AIM OF THE TASK
Return the lines below that contain the word "Json".

RECORDS PROVIDED
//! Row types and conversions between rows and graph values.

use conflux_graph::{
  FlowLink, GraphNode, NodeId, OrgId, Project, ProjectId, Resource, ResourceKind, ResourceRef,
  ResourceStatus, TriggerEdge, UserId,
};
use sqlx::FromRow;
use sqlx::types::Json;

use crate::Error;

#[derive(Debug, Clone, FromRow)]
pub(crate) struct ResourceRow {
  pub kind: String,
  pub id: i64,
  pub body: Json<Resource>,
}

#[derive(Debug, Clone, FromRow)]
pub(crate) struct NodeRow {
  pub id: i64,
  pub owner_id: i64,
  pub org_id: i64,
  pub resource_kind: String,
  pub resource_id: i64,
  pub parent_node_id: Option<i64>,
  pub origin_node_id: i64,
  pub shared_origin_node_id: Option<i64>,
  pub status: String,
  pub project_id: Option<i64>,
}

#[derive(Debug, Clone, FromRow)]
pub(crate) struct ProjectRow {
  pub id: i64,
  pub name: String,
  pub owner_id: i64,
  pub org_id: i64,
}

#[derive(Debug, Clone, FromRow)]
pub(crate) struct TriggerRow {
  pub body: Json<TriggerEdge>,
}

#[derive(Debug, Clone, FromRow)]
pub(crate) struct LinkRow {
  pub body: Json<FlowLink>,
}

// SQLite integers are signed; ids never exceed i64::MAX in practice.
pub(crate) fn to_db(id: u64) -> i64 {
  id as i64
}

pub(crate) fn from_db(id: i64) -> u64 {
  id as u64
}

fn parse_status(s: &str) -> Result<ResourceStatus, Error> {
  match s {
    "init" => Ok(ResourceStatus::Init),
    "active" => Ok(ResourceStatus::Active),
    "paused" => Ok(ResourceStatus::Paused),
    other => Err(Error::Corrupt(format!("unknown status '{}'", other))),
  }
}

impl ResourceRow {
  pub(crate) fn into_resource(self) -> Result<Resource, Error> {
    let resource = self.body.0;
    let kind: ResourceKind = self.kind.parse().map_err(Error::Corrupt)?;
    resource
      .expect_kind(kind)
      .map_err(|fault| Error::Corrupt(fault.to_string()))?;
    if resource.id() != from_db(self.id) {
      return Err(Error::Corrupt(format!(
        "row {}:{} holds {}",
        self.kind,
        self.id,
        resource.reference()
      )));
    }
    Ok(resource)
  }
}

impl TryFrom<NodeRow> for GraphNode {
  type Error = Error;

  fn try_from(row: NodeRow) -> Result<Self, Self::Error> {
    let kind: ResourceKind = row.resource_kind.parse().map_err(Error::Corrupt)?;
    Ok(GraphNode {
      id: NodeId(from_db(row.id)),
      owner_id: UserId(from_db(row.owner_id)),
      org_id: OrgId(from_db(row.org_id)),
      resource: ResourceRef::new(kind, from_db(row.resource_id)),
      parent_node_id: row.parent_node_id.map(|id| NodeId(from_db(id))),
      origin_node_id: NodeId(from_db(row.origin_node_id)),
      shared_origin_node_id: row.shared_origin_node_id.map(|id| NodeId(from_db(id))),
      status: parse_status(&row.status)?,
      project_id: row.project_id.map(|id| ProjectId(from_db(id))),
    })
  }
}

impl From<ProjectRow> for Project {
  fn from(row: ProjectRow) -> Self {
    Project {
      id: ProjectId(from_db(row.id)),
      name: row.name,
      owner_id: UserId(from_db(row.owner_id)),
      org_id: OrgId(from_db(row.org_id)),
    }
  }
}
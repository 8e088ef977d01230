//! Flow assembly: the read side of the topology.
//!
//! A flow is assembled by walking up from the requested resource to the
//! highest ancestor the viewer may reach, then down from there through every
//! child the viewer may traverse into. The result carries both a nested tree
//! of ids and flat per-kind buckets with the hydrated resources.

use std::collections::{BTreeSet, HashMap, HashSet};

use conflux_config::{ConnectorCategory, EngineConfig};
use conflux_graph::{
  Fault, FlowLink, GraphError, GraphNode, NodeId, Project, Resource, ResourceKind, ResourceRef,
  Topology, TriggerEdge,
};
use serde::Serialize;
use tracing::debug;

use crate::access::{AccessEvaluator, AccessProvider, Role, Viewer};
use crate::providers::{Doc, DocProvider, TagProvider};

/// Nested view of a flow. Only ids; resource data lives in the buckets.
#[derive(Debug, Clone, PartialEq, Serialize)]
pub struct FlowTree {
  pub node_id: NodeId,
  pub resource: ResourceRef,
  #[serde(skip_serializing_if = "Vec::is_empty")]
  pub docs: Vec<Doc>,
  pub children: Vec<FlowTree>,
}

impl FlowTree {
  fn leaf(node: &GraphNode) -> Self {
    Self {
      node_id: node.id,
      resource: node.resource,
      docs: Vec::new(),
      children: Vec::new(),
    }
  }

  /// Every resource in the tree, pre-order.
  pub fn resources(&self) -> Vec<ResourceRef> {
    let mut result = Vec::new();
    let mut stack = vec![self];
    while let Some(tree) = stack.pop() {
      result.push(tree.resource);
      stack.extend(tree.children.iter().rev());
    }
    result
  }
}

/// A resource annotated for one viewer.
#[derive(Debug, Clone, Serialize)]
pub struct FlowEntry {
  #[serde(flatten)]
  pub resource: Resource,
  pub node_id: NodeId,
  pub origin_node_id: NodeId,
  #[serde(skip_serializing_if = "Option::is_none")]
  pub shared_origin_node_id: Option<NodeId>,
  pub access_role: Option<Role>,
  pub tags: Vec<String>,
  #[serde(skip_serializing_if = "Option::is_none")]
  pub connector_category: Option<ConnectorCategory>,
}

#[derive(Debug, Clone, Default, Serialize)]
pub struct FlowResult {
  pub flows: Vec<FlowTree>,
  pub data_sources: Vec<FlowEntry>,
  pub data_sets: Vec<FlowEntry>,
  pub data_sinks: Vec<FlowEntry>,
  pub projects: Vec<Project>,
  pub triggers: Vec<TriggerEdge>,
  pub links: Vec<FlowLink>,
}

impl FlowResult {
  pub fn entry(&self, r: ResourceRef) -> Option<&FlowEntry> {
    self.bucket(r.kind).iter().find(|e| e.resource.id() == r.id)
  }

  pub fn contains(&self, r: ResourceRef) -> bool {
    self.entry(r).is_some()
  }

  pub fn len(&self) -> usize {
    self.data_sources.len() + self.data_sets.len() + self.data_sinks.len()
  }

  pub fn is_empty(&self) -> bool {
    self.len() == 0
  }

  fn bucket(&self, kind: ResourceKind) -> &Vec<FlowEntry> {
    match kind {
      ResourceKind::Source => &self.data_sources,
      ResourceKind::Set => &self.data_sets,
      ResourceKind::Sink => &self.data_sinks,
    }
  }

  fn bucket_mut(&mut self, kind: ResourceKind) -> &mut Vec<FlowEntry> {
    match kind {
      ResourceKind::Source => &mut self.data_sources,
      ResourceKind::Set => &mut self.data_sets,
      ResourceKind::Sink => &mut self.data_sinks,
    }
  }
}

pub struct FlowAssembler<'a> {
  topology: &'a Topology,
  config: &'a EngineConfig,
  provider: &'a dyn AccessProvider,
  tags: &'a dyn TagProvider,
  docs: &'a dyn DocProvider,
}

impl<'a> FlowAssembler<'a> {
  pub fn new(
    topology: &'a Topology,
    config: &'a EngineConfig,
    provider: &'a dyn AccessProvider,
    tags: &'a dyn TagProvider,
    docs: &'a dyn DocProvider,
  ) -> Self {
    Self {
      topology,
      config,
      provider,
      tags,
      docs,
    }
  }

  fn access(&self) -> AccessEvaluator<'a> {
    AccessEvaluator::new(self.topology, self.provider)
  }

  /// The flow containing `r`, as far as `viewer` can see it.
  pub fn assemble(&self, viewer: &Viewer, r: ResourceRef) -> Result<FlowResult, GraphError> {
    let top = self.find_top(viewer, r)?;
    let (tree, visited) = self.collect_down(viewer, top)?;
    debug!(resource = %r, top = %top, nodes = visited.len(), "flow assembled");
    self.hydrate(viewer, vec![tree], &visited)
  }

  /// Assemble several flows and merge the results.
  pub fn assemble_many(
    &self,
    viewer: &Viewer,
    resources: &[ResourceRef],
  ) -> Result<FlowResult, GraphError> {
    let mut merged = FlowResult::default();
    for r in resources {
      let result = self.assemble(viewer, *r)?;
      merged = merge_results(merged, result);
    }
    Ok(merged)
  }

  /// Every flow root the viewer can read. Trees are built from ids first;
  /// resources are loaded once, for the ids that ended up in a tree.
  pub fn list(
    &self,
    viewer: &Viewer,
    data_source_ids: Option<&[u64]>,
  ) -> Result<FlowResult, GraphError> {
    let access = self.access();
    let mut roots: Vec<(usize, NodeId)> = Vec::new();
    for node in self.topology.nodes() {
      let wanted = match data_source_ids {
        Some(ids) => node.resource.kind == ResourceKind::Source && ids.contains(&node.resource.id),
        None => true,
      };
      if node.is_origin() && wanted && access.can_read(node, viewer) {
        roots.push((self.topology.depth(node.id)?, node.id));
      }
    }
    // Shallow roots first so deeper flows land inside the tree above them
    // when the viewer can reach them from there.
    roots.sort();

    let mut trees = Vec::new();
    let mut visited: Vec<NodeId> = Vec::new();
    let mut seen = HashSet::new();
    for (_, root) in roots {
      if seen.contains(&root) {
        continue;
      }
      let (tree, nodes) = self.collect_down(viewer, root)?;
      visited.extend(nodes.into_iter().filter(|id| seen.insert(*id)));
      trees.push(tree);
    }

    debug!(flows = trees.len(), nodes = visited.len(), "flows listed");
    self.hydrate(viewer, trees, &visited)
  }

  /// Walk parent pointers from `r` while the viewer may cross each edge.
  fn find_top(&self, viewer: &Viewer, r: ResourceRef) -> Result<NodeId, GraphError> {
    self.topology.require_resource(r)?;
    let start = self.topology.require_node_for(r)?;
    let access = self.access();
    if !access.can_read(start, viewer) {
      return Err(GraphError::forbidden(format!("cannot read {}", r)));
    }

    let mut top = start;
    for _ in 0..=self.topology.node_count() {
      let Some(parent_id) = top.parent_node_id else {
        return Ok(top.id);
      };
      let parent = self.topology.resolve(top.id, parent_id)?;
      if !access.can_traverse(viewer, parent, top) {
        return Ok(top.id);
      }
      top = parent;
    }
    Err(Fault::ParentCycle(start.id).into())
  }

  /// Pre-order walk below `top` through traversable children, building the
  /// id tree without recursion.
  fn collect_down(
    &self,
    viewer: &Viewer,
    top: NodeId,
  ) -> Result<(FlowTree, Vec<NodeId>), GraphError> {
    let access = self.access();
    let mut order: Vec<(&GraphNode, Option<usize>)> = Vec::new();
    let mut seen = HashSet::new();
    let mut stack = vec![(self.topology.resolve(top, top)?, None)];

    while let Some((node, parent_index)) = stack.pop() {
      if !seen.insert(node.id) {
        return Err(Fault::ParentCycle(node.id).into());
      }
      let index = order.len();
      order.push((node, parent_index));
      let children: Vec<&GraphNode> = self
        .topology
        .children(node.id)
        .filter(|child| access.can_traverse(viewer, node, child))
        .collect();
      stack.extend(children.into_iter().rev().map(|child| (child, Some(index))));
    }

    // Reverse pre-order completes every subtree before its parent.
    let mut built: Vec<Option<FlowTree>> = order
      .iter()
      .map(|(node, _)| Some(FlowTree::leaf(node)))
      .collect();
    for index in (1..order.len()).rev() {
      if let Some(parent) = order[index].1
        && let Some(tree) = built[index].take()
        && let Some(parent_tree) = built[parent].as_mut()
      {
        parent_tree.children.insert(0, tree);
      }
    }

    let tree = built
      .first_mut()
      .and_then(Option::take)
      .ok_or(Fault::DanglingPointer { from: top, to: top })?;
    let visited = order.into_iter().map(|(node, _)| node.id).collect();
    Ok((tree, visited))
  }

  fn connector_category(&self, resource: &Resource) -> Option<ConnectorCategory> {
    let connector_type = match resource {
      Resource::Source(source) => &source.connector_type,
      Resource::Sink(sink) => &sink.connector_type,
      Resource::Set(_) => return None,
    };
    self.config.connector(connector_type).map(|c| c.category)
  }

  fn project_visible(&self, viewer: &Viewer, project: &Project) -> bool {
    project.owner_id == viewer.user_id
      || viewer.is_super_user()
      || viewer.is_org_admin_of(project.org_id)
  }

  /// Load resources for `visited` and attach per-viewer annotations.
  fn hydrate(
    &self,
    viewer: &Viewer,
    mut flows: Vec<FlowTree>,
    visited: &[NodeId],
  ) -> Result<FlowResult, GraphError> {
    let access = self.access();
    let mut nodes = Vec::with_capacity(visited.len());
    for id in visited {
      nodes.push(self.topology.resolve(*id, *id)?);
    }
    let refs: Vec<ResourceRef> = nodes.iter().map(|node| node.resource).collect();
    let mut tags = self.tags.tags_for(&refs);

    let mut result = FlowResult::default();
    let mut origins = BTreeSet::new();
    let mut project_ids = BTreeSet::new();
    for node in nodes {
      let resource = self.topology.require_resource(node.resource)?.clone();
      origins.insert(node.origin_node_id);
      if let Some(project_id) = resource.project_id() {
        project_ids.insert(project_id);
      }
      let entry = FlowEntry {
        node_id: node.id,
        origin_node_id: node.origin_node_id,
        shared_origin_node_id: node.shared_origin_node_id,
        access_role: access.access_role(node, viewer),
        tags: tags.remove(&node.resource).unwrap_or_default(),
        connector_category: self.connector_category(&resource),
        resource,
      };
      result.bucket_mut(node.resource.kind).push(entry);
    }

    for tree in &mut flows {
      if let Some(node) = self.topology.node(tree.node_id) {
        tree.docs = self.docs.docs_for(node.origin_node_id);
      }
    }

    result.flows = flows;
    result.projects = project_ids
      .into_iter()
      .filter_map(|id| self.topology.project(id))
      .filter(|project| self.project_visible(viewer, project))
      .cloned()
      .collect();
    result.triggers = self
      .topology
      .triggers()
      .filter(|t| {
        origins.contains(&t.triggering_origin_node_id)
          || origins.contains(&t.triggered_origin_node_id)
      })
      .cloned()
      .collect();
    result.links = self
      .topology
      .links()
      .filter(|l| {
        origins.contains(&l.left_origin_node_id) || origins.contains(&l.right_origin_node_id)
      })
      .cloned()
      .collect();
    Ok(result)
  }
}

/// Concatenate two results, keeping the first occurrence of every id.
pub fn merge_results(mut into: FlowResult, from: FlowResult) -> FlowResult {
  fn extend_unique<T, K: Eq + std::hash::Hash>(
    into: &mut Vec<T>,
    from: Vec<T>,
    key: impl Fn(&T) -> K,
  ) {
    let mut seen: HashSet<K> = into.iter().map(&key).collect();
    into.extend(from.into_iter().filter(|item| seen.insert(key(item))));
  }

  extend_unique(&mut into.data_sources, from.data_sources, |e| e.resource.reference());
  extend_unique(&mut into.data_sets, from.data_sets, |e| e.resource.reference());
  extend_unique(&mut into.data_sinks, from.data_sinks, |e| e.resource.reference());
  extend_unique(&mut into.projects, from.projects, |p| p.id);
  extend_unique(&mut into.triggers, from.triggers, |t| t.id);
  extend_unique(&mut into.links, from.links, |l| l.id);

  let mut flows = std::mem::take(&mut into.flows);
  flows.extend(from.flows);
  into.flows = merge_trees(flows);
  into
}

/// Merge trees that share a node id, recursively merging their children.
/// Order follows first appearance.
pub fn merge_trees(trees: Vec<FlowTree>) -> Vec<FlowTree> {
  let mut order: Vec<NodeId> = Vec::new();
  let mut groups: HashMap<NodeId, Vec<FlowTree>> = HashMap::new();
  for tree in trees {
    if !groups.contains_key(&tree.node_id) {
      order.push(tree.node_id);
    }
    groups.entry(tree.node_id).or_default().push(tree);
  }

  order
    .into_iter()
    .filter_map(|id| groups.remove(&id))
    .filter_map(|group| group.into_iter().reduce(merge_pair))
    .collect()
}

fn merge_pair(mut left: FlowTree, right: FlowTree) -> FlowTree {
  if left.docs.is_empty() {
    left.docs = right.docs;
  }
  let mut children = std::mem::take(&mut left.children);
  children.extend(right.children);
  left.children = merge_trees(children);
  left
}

SOLUTION TO THE PROBLEM
use sqlx::types::Json;
  pub body: Json<Resource>,
  pub body: Json<TriggerEdge>,
  pub body: Json<FlowLink>,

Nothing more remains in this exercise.